━━━━━ THE RECORDS

use crate::AppState;
use crate::api::error::AppError;
use crate::models::Category;
use crate::services::intake::{Attachment, Submission};
use axum::{
    Json,
    extract::{Multipart, State, multipart::{MultipartError, MultipartRejection}},
    http::StatusCode,
};

use super::types::MessageResponse;

fn multipart_error(e: MultipartError) -> AppError {
    let err_msg = e.body_text();
    if e.status() == StatusCode::PAYLOAD_TOO_LARGE {
        AppError::PayloadTooLarge("Request body exceeds the maximum allowed limit".to_string())
    } else {
        AppError::BadRequest(err_msg)
    }
}

/// Reads the upload form into a [`Submission`]
pub async fn read_submission(mut multipart: Multipart) -> Result<Submission, AppError> {
    let mut submission = Submission::default();

    while let Some(field) = multipart.next_field().await.map_err(multipart_error)? {
        let name = field.name().unwrap_or_default().to_string();

        if let Some(category) = Category::from_field(&name) {
            let filename = field.file_name().unwrap_or_default().to_string();
            let data = field.bytes().await.map_err(multipart_error)?;
            submission.attachments.push(Attachment {
                category,
                filename,
                data,
            });
            continue;
        }

        match name.as_str() {
            "subject" => submission.subject = Some(field.text().await.map_err(multipart_error)?),
            "expno" | "experiment" => {
                submission.experiment = Some(field.text().await.map_err(multipart_error)?)
            }
            "batch" => submission.batch = Some(field.text().await.map_err(multipart_error)?),
            other => tracing::debug!("Ignoring unknown form field '{}'", other),
        }
    }

    Ok(submission)
}

#[utoipa::path(
    post,
    path = "/upload",
    request_body(content = String, description = "Multipart form: subject, expno, batch, rubric, output, code", content_type = "multipart/form-data"),
    responses(
        (status = 200, description = "Files stored", body = MessageResponse),
        (status = 400, description = "Missing subject/experiment, no attachment or invalid file"),
        (status = 413, description = "Request too large"),
        (status = 429, description = "Too many requests from this client")
    ),
    tag = "uploads"
)]
pub async fn upload_files(
    State(state): State<AppState>,
    multipart: Result<Multipart, MultipartRejection>,
) -> Result<Json<MessageResponse>, AppError> {
    let submission = read_submission(multipart?).await?;
    let stored = state.intake.submit(submission).await?;

    Ok(Json(MessageResponse {
        message: format!("Uploaded {} file(s) successfully.", stored.len()),
    }))
}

━━━━━━━━━━

- _EXERCISE REQUIREMENTS_
From the line containing "let mut submission" to the final line of the data above, transcribe every line exactly and nothing more.

- _RESULT OF THE EXERCISE_
    let mut submission = Submission::default();

    while let Some(field) = multipart.next_field().await.map_err(multipart_error)? {
        let name = field.name().unwrap_or_default().to_string();

        if let Some(category) = Category::from_field(&name) {
            let filename = field.file_name().unwrap_or_default().to_string();
            let data = field.bytes().await.map_err(multipart_error)?;
            submission.attachments.push(Attachment {
                category,
                filename,
                data,
            });
            continue;
        }

        match name.as_str() {
            "subject" => submission.subject = Some(field.text().await.map_err(multipart_error)?),
            "expno" | "experiment" => {
                submission.experiment = Some(field.text().await.map_err(multipart_error)?)
            }
            "batch" => submission.batch = Some(field.text().await.map_err(multipart_error)?),
            other => tracing::debug!("Ignoring unknown form field '{}'", other),
        }
    }

    Ok(submission)
}

#[utoipa::path(
    post,
    path = "/upload",
    request_body(content = String, description = "Multipart form: subject, expno, batch, rubric, output, code", content_type = "multipart/form-data"),
    responses(
        (status = 200, description = "Files stored", body = MessageResponse),
        (status = 400, description = "Missing subject/experiment, no attachment or invalid file"),
        (status = 413, description = "Request too large"),
        (status = 429, description = "Too many requests from this client")
    ),
    tag = "uploads"
)]
pub async fn upload_files(
    State(state): State<AppState>,
    multipart: Result<Multipart, MultipartRejection>,
) -> Result<Json<MessageResponse>, AppError> {
    let submission = read_submission(multipart?).await?;
    let stored = state.intake.submit(submission).await?;

    Ok(Json(MessageResponse {
        message: format!("Uploaded {} file(s) successfully.", stored.len()),
    }))
}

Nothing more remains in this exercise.